Intralot SPA has detailed confidence in achieving its business recovery objectives as the firm declares a positive opening to 2021 trading.
Publishing its Q1 2021 trading results (period ending 31 March), Intralot registered group revenues of €102 million – up 9% on corresponding 2020 results of €93 million.
The Athens-listed gambling technology group highlighted the recovery of its lottery games inventory as the group’s ‘top line GGR driver’ – comprising 63% of group revenues.
Positive Q1 trading saw Intralot register top line GGR growth across its three core business units of Licensed B2C Operations (+4% GGR), Managed B2B Services (+65%) and Technology Systems (+4%).
A breakdown of unit performance saw Intralot’s licensed B2C operations deliver growth across its Malta contracts (+€2.8m), offsetting continued FX impacts recorded in the markets of Brazil and Argentina.
Meanwhile, the firm’s Managed B2B Services secured a top line growth of €5.3 million. It was driven by the growth of its Turkish Bilyoner contract, which benefited from a period of heightened sports betting activity resulting in higher operating margins.
Intralot’s Technology Systems unit registered top line growth of €2.1 million, attributed to US lottery partnerships offsetting COVID-19 related performance declines in the Netherlands (-€1m) and Australia (-€1m).
The firm’s improved unit performance saw Intralot register a period EBITDA of €24.5 million – up 55% on 2020’s results of €15.7 million.
Further positives see Intralot reduce its period net losses to €7.3 million, recorded as 58% improvement on Q1 2020’s corresponding loss of €17 million.

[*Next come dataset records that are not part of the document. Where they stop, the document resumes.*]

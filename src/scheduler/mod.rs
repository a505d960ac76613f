//! Job lifecycle engine: records, persistence, execution state machine and
//! the background poller that promotes due jobs.

mod models;
mod service;
mod store;

pub use models::{Job, JobStatus};
pub use service::{JobWorker, ScheduleError, ScheduleService, SimulatedWorker};
pub use store::{JobStore, SqliteJobStore};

Updating investors, Intralot cited that the company would continue to operate on a tight cost control basis, in which it maintained COVID-19 costs vicinity of €1.5m of group EBITDA.
“First quarter results show strong Revenue and EBITDA growth, driven by robust operational performance and successful implementation of cost containment measures while maintaining a strong cash position,” stated Intralot Chairman Sokratis P. Kokkalis.
“At the same time, we continue to sharpen our focus on strategic markets with higher margins, launch new operations, such as Croatia, and roll out our new product portfolio, overall pointing to a very healthy operational performance for 2021.”